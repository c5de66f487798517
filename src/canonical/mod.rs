//! SQL canonicalization.
//!
//! Maps a SQL string to a normal form under which queries that differ only
//! in spacing, quoting, case, aliases, or the order of SELECT items, FROM
//! items and homogeneous WHERE predicates compare equal.
//!
//! Five passes run in a fixed order; any of them can be skipped:
//!
//! ```text
//! Semicolon ─▶ Whitespace ─▶ Case ─▶ Aliases ─▶ Order
//! ```
//!
//! # Example
//!
//! ```
//! use sqlsynth::canonical::canonicalize;
//! use sqlsynth::schema::CanonicalSchema;
//! use std::collections::BTreeMap;
//!
//! let schema = CanonicalSchema::new().with_table("T", ["A", "B"]);
//! let a = canonicalize("select b, a from t", &schema, &BTreeMap::new());
//! let b = canonicalize("SELECT a ,b FROM t;", &schema, &BTreeMap::new());
//! assert_eq!(a, b);
//! ```

mod alias;
mod case;
mod chunk;
mod keywords;
mod order;
mod quote;
mod whitespace;

pub use alias::standardize_aliases;
pub use case::{uppercase_outside_quotes, VALUE_PLACEHOLDER};
pub use keywords::{is_reserved, SET_OPERATORS};
pub use order::order_query;
pub use quote::QuoteState;
pub use whitespace::{add_semicolon, standardize_whitespace};

use std::collections::{BTreeMap, BTreeSet};
use std::fmt;
use std::str::FromStr;

use crate::schema::CanonicalSchema;

/// One canonicalization pass.
#[derive(Debug, Clone, Copy, PartialEq, Eq, Hash, PartialOrd, Ord)]
pub enum Pass {
    Semicolon,
    Whitespace,
    Case,
    Aliases,
    Order,
}

impl Pass {
    pub const ALL: [Pass; 5] = [
        Pass::Semicolon,
        Pass::Whitespace,
        Pass::Case,
        Pass::Aliases,
        Pass::Order,
    ];

    pub fn name(&self) -> &'static str {
        match self {
            Pass::Semicolon => "semicolon",
            Pass::Whitespace => "whitespace",
            Pass::Case => "case",
            Pass::Aliases => "aliases",
            Pass::Order => "order",
        }
    }
}

impl fmt::Display for Pass {
    fn fmt(&self, f: &mut fmt::Formatter<'_>) -> fmt::Result {
        f.write_str(self.name())
    }
}

impl FromStr for Pass {
    type Err = String;

    fn from_str(s: &str) -> Result<Self, Self::Err> {
        Pass::ALL
            .into_iter()
            .find(|p| p.name().eq_ignore_ascii_case(s))
            .ok_or_else(|| {
                format!(
                    "unknown pass '{}', expected one of: {}",
                    s,
                    Pass::ALL.map(|p| p.name()).join(", ")
                )
            })
    }
}

/// Configurable canonicalizer bound to one schema.
#[derive(Debug, Clone)]
pub struct Canonicalizer<'a> {
    schema: &'a CanonicalSchema,
    skipped: BTreeSet<Pass>,
}

impl<'a> Canonicalizer<'a> {
    pub fn new(schema: &'a CanonicalSchema) -> Self {
        Self {
            schema,
            skipped: BTreeSet::new(),
        }
    }

    /// Disable a pass.
    pub fn skip(mut self, pass: Pass) -> Self {
        self.skipped.insert(pass);
        self
    }

    pub fn is_enabled(&self, pass: Pass) -> bool {
        !self.skipped.contains(&pass)
    }

    /// Canonicalize `sql`. The keys of `variables` are placeholder names that
    /// keep their case and count as literals when orienting comparisons.
    pub fn canonicalize(&self, sql: &str, variables: &BTreeMap<String, String>) -> String {
        let names: BTreeSet<String> = variables.keys().cloned().collect();
        let mut sql = sql.to_string();

        for pass in Pass::ALL {
            if !self.is_enabled(pass) {
                continue;
            }
            sql = match pass {
                Pass::Semicolon => add_semicolon(&sql),
                Pass::Whitespace => standardize_whitespace(&sql),
                Pass::Case => uppercase_outside_quotes(&sql, &names),
                Pass::Aliases => standardize_aliases(&sql, self.schema),
                Pass::Order => order_query(&sql, &names),
            };
        }
        sql
    }
}

/// Run every pass over `sql`.
pub fn canonicalize(
    sql: &str,
    schema: &CanonicalSchema,
    variables: &BTreeMap<String, String>,
) -> String {
    Canonicalizer::new(schema).canonicalize(sql, variables)
}
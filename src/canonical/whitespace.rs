//! Statement termination and whitespace/quote normalization.

use super::quote::QuoteState;

const SPACED: &str = "!=<>,;()[]{}+*/\\#";
const OPERATOR: &str = "!=<>+*";

/// Append a trailing `;` unless present.
pub fn add_semicolon(sql: &str) -> String {
    let sql = sql.trim();
    if !sql.is_empty() && !sql.ends_with(';') {
        format!("{sql};")
    } else {
        sql.to_string()
    }
}

/// Normalize spacing and quoting.
///
/// Special characters outside literals are surrounded by exactly one space
/// (operator runs such as `>=` stay together), blanks just inside quotes are
/// removed, `'…'` literals become `"…"` unless they contain a `"`, and
/// aggregate calls are written `COUNT(` etc.
pub fn standardize_whitespace(sql: &str) -> String {
    let spaced = space_special_chars(sql);
    let trimmed = trim_inside_quotes(&spaced);
    let quoted = prefer_double_quotes(&trimmed);
    let collapsed = quoted.split_whitespace().collect::<Vec<_>>().join(" ");
    merge_function_calls(&collapsed)
}

fn space_special_chars(sql: &str) -> String {
    let chars: Vec<char> = sql.chars().collect();
    let mut out = String::with_capacity(sql.len() * 2);
    let mut state = QuoteState::default();
    let mut pos = 0;

    while pos < chars.len() {
        let ch = chars[pos];
        pos += 1;
        if ch == '\'' || ch == '"' {
            if !state.in_quote() {
                out.push(' ');
            }
            state.update(ch);
            out.push(ch);
            if !state.in_quote() {
                out.push(' ');
            }
        } else if state.in_quote() {
            out.push(ch);
        } else if SPACED.contains(ch) {
            out.push(' ');
            out.push(ch);
            if OPERATOR.contains(ch) {
                while pos < chars.len() && OPERATOR.contains(chars[pos]) {
                    out.push(chars[pos]);
                    pos += 1;
                }
            }
            out.push(' ');
        } else {
            out.push(ch);
        }
    }
    out
}

fn is_blank(ch: Option<char>) -> bool {
    matches!(ch, Some(' ') | Some('\n'))
}

/// Remove blanks directly after an opening or before a closing quote,
/// also across a `%` wildcard next to the quote.
fn trim_inside_quotes(sql: &str) -> String {
    let mut out: Vec<char> = Vec::with_capacity(sql.len());
    let mut state = QuoteState::default();
    let mut prev: Option<char> = None;
    let mut prev2: Option<char> = None;

    for ch in sql.chars() {
        let mut skip = false;
        for (active, symbol) in [(state.in_single(), '\''), (state.in_double(), '"')] {
            if !active {
                continue;
            }
            let blank = ch == ' ' || ch == '\n';
            if blank && prev == Some(symbol) {
                skip = true;
                break;
            }
            if blank && prev == Some('%') && prev2 == Some(symbol) {
                skip = true;
                break;
            } else if ch == symbol && is_blank(prev) {
                out.pop();
            } else if ch == symbol && prev == Some('%') && is_blank(prev2) && out.len() >= 2 {
                out.remove(out.len() - 2);
            }
        }
        if skip {
            continue;
        }

        state.update(ch);
        out.push(ch);
        prev2 = prev;
        prev = Some(ch);
    }
    out.into_iter().collect()
}

fn prefer_double_quotes(sql: &str) -> String {
    let chars: Vec<char> = sql.chars().collect();
    let mut out = String::with_capacity(sql.len());
    let mut state = QuoteState::default();
    let mut pos = 0;

    while pos < chars.len() {
        let ch = chars[pos];
        if !state.in_quote() && ch == '\'' {
            let mut literal = vec![ch];
            let mut saw_double = false;
            let mut closed = false;
            pos += 1;
            while pos < chars.len() {
                let inner = chars[pos];
                literal.push(inner);
                if inner == '"' {
                    saw_double = true;
                }
                if inner == '\'' {
                    closed = true;
                    break;
                }
                pos += 1;
            }
            if closed && !saw_double {
                let last = literal.len() - 1;
                literal[0] = '"';
                literal[last] = '"';
            }
            if !closed {
                state.update(ch);
            }
            out.extend(literal);
        } else {
            state.update(ch);
            out.push(ch);
        }
        pos += 1;
    }
    out
}

fn merge_function_calls(sql: &str) -> String {
    let mut sql = sql.to_string();
    for (from, to) in [
        ("count (", "COUNT("),
        ("lower (", "LOWER("),
        ("max (", "MAX("),
        ("min (", "MIN("),
        ("sum (", "SUM("),
        ("COUNT (", "COUNT("),
        ("LOWER (", "LOWER("),
        ("MAX (", "MAX("),
        ("MIN (", "MIN("),
        ("SUM (", "SUM("),
        ("COUNT(*", "COUNT( *"),
        ("YEAR ( CURDATE ( ) )", "YEAR(CURDATE())"),
    ] {
        sql = sql.replace(from, to);
    }
    sql
}
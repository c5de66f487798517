//! Emitted samples.

use serde::{Deserialize, Serialize};
use std::collections::BTreeMap;

/// One `(NL, SQL)` training pair.
#[derive(Debug, Clone, PartialEq, Eq, PartialOrd, Ord, Hash, Serialize, Deserialize)]
pub struct Sample {
    pub nl: String,
    pub sql: String,
}

impl Sample {
    pub fn new(nl: impl Into<String>, sql: impl Into<String>) -> Self {
        Self {
            nl: nl.into(),
            sql: sql.into(),
        }
    }
}

/// Spider-style JSON record of one sample.
#[derive(Debug, Clone, PartialEq, Serialize, Deserialize)]
pub struct SampleRecord {
    pub db_id: String,
    pub query: String,
    pub query_no_value: String,
    pub query_toks: Vec<String>,
    pub query_toks_no_value: Vec<String>,
    pub question: String,
    pub question_toks: Vec<String>,
    /// Serialized statement AST.
    pub sql: serde_json::Value,
    pub variables: BTreeMap<String, String>,
}
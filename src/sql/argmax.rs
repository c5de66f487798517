//! Textual expansion of `argmax`/`argmin` template functions.
//!
//! `argmax ( col $ table $ cond )` selects the rows whose `col` equals the
//! maximum of `col` over `table` restricted by `cond`:
//!
//! ```text
//! col = (SELECT MAX(col) FROM table WHERE cond) AND cond
//! ```

use regex::Regex;
use std::sync::LazyLock;

use super::token::SEP;
use super::{SqlError, SqlResult};

static ARG_CALL: LazyLock<Regex> = LazyLock::new(|| Regex::new(r"argmin \(|argmax \(").unwrap());

/// Expand every `argmin`/`argmax` call in `sql`, innermost conditions first.
pub fn resolve_arg_min_max(sql: &str) -> SqlResult<String> {
    let mut sql = sql.replace("argmax(", "argmax (").replace("argmin(", "argmin (");

    while let Some(call) = ARG_CALL.find(&sql) {
        let aggregate = if call.as_str().contains("min") { "MIN" } else { "MAX" };

        let mut depth = 1usize;
        let mut close = None;
        for (offset, ch) in sql[call.end()..].char_indices() {
            match ch {
                '(' => depth += 1,
                ')' => {
                    depth -= 1;
                    if depth == 0 {
                        close = Some(call.end() + offset);
                        break;
                    }
                }
                _ => {}
            }
        }
        let close = close.ok_or_else(|| SqlError::UnclosedCall(sql.clone()))?;

        let args: Vec<&str> = sql[call.end()..close].split(SEP).collect();
        if args.len() < 3 {
            return Err(SqlError::ArgumentCount {
                expected: 3,
                found: args.len(),
                sql: sql.clone(),
            });
        }
        let column = args[0].trim();
        let table = args[1].trim();
        let condition = if args.len() == 3 {
            args[2].trim().to_string()
        } else {
            resolve_arg_min_max(args[2..].join(SEP).trim())?
        };

        let mut clause = format!("{column} = (SELECT {aggregate}({column}) FROM {table}");
        if condition.is_empty() {
            clause.push(')');
        } else {
            clause.push_str(&format!(" WHERE {condition}) AND {condition}"));
        }

        sql.replace_range(call.start()..=close, &clause);
    }

    Ok(sql)
}
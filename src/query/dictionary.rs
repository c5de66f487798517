//! Slot-filling dictionary.
//!
//! One mapping per line, `key => value | value | …`. Blank lines and lines
//! starting with `#` are ignored.

use std::collections::BTreeMap;
use std::fs;
use std::path::Path;

#[derive(Debug, thiserror::Error)]
pub enum DictionaryError {
    #[error("Failed to read dictionary: {0}")]
    Io(#[from] std::io::Error),

    #[error("Malformed dictionary line {line}, no '=>' in: {text}")]
    Malformed { line: usize, text: String },
}

/// Candidate NL values per slot, e.g. `{withToken}` → `["with", "having"]`.
#[derive(Debug, Clone, Default, PartialEq, Eq)]
pub struct SlotDictionary {
    entries: BTreeMap<String, Vec<String>>,
}

impl SlotDictionary {
    pub fn new() -> Self {
        Self::default()
    }

    pub fn parse(source: &str) -> Result<Self, DictionaryError> {
        let mut entries = BTreeMap::new();
        for (idx, raw) in source.lines().enumerate() {
            let line = raw.trim();
            if line.is_empty() || line.starts_with('#') {
                continue;
            }
            let Some((key, values)) = line.split_once("=>") else {
                return Err(DictionaryError::Malformed {
                    line: idx + 1,
                    text: line.to_string(),
                });
            };
            let values: Vec<String> = values
                .split('|')
                .map(str::trim)
                .filter(|v| !v.is_empty())
                .map(str::to_string)
                .collect();
            entries.insert(key.trim().to_string(), values);
        }
        Ok(Self { entries })
    }

    pub fn from_file<P: AsRef<Path>>(path: P) -> Result<Self, DictionaryError> {
        Self::parse(&fs::read_to_string(path)?)
    }

    pub fn with_entry<I, S>(mut self, key: &str, values: I) -> Self
    where
        I: IntoIterator<Item = S>,
        S: Into<String>,
    {
        self.entries
            .insert(key.to_string(), values.into_iter().map(Into::into).collect());
        self
    }

    pub fn get(&self, key: &str) -> Option<&[String]> {
        self.entries.get(key).map(Vec::as_slice)
    }

    pub fn contains(&self, key: &str) -> bool {
        self.entries.contains_key(key)
    }

    pub fn len(&self) -> usize {
        self.entries.len()
    }

    pub fn is_empty(&self) -> bool {
        self.entries.is_empty()
    }
}
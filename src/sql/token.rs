//! Tokenization and token-level rewriting of NL and SQL templates.
//!
//! Templates are manipulated as whitespace-separated token streams. Both
//! tokenizers isolate punctuation so that slots, operators and parentheses
//! can be located and replaced token by token.

use regex::Regex;
use std::sync::LazyLock;

static NL_PUNCTUATION: LazyLock<Regex> = LazyLock::new(|| Regex::new(r"([,!?()])").unwrap());
static NL_APOSTROPHE: LazyLock<Regex> = LazyLock::new(|| Regex::new(r"'([a-zA-Z]+)\s").unwrap());
static NL_FULL_STOP: LazyLock<Regex> = LazyLock::new(|| Regex::new(r"\.(\s|$)").unwrap());

static SQL_SPECIAL: LazyLock<Regex> =
    LazyLock::new(|| Regex::new(r"([\\,!?;+*<>()=/-])").unwrap());
static SQL_OPERATOR_SPACE: LazyLock<Regex> =
    LazyLock::new(|| Regex::new(r"([<>!])\s+(=)").unwrap());

/// Separator between the arguments of template functions such as `argmax`.
pub const SEP: &str = "$";

/// Table slot bound to the main entity of a query.
pub const MAIN_ENT: &str = "{ENT1}";

/// Split an NL string into tokens.
///
/// `, ! ? ( )`, leading-apostrophe suffixes (`'s`) and sentence-final periods
/// become tokens of their own; everything else splits on whitespace.
pub fn tokenize_nl(text: &str) -> Vec<String> {
    let text = NL_PUNCTUATION.replace_all(text, " $1 ");
    let text = NL_APOSTROPHE.replace_all(&text, " '$1 ");
    let text = NL_FULL_STOP.replace_all(&text, " .$1");
    text.split_whitespace().map(str::to_string).collect()
}

/// Split a SQL template into tokens.
///
/// Each of `\ , ! ? ; + * < > ( ) = / -` becomes a token, except that `!=`,
/// `<=` and `>=` stay together.
pub fn tokenize_sql(text: &str) -> Vec<String> {
    let text = SQL_SPECIAL.replace_all(text, " $1 ");
    let text = SQL_OPERATOR_SPACE.replace_all(&text, "$1$2");
    text.split_whitespace().map(str::to_string).collect()
}

/// Replace `needle` in every token.
///
/// A token equal to `needle` (ignoring surrounding whitespace) is replaced
/// wholesale by `standalone`; a token merely containing it has each
/// occurrence replaced by `substring`.
pub fn replace_in_tokens(tokens: &mut [String], needle: &str, substring: &str, standalone: &str) {
    for token in tokens.iter_mut() {
        if token.trim() == needle {
            *token = standalone.to_string();
        } else if token.contains(needle) {
            *token = token.replace(needle, substring);
        }
    }
}

/// Whether a GROUP BY variant can be derived from this SQL template.
pub fn is_groupable(sql: &str) -> bool {
    const BLOCKED: [&str; 4] = ["GROUP BY", "ARG", "COUNT_COND", "NOT"];
    const AGGREGATES: [&str; 12] = [
        "MAX",
        "MIN",
        "SUM",
        "COUNT",
        "AVG",
        "min",
        "max",
        "sum",
        "count",
        "avg",
        "FUNC",
        "funcCommand",
    ];
    if BLOCKED.iter().any(|b| sql.contains(b)) {
        return false;
    }
    AGGREGATES.iter().any(|a| sql.contains(a))
}

/// Equal number of opening and closing parentheses.
pub fn parens_balanced(text: &str) -> bool {
    text.matches('(').count() == text.matches(')').count()
}

/// Join tokens with single spaces.
pub fn join_tokens(tokens: &[String]) -> String {
    tokens.join(" ")
}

══════════

Your goal – Reproduce word for word the material above, beginning with the line that contains "pub use order::order_query;" and ending with the line that contains "variables: &BTreeMap<String, String>)".

Response box –
pub use order::order_query;
pub use quote::QuoteState;
pub use whitespace::{add_semicolon, standardize_whitespace};

use std::collections::{BTreeMap, BTreeSet};
use std::fmt;
use std::str::FromStr;

use crate::schema::CanonicalSchema;

/// One canonicalization pass.
#[derive(Debug, Clone, Copy, PartialEq, Eq, Hash, PartialOrd, Ord)]
pub enum Pass {
    Semicolon,
    Whitespace,
    Case,
    Aliases,
    Order,
}

impl Pass {
    pub const ALL: [Pass; 5] = [
        Pass::Semicolon,
        Pass::Whitespace,
        Pass::Case,
        Pass::Aliases,
        Pass::Order,
    ];

    pub fn name(&self) -> &'static str {
        match self {
            Pass::Semicolon => "semicolon",
            Pass::Whitespace => "whitespace",
            Pass::Case => "case",
            Pass::Aliases => "aliases",
            Pass::Order => "order",
        }
    }
}

impl fmt::Display for Pass {
    fn fmt(&self, f: &mut fmt::Formatter<'_>) -> fmt::Result {
        f.write_str(self.name())
    }
}

impl FromStr for Pass {
    type Err = String;

    fn from_str(s: &str) -> Result<Self, Self::Err> {
        Pass::ALL
            .into_iter()
            .find(|p| p.name().eq_ignore_ascii_case(s))
            .ok_or_else(|| {
                format!(
                    "unknown pass '{}', expected one of: {}",
                    s,
                    Pass::ALL.map(|p| p.name()).join(", ")
                )
            })
    }
}

/// Configurable canonicalizer bound to one schema.
#[derive(Debug, Clone)]
pub struct Canonicalizer<'a> {
    schema: &'a CanonicalSchema,
    skipped: BTreeSet<Pass>,
}

impl<'a> Canonicalizer<'a> {
    pub fn new(schema: &'a CanonicalSchema) -> Self {
        Self {
            schema,
            skipped: BTreeSet::new(),
        }
    }

    /// Disable a pass.
    pub fn skip(mut self, pass: Pass) -> Self {
        self.skipped.insert(pass);
        self
    }

    pub fn is_enabled(&self, pass: Pass) -> bool {
        !self.skipped.contains(&pass)
    }

    /// Canonicalize `sql`. The keys of `variables` are placeholder names that
    /// keep their case and count as literals when orienting comparisons.
    pub fn canonicalize(&self, sql: &str, variables: &BTreeMap<String, String>) -> String {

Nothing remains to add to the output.